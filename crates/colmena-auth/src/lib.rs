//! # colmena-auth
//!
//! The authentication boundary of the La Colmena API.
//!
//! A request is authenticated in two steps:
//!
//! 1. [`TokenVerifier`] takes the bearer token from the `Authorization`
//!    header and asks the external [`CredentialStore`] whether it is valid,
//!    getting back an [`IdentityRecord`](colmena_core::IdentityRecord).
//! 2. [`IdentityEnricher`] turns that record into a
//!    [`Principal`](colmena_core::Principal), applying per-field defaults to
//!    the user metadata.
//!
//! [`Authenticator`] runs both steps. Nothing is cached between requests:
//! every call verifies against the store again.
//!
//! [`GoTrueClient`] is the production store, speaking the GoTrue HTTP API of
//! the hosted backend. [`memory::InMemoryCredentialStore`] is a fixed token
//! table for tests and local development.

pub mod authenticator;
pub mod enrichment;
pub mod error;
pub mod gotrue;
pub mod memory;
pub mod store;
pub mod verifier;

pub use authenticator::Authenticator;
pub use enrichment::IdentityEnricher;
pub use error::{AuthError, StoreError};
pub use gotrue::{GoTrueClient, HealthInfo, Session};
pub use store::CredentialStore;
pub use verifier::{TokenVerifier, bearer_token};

What this task involves:
Output all of the data again, exactly.

Output:
filename crates/colmena-auth/src/lib.rs
//! # colmena-auth
//!
//! The authentication boundary of the La Colmena API.
//!
//! A request is authenticated in two steps:
//!
//! 1. [`TokenVerifier`] takes the bearer token from the `Authorization`
//!    header and asks the external [`CredentialStore`] whether it is valid,
//!    getting back an [`IdentityRecord`](colmena_core::IdentityRecord).
//! 2. [`IdentityEnricher`] turns that record into a
//!    [`Principal`](colmena_core::Principal), applying per-field defaults to
//!    the user metadata.
//!
//! [`Authenticator`] runs both steps. Nothing is cached between requests:
//! every call verifies against the store again.
//!
//! [`GoTrueClient`] is the production store, speaking the GoTrue HTTP API of
//! the hosted backend. [`memory::InMemoryCredentialStore`] is a fixed token
//! table for tests and local development.

pub mod authenticator;
pub mod enrichment;
pub mod error;
pub mod gotrue;
pub mod memory;
pub mod store;
pub mod verifier;

pub use authenticator::Authenticator;
pub use enrichment::IdentityEnricher;
pub use error::{AuthError, StoreError};
pub use gotrue::{GoTrueClient, HealthInfo, Session};
pub use store::CredentialStore;
pub use verifier::{TokenVerifier, bearer_token};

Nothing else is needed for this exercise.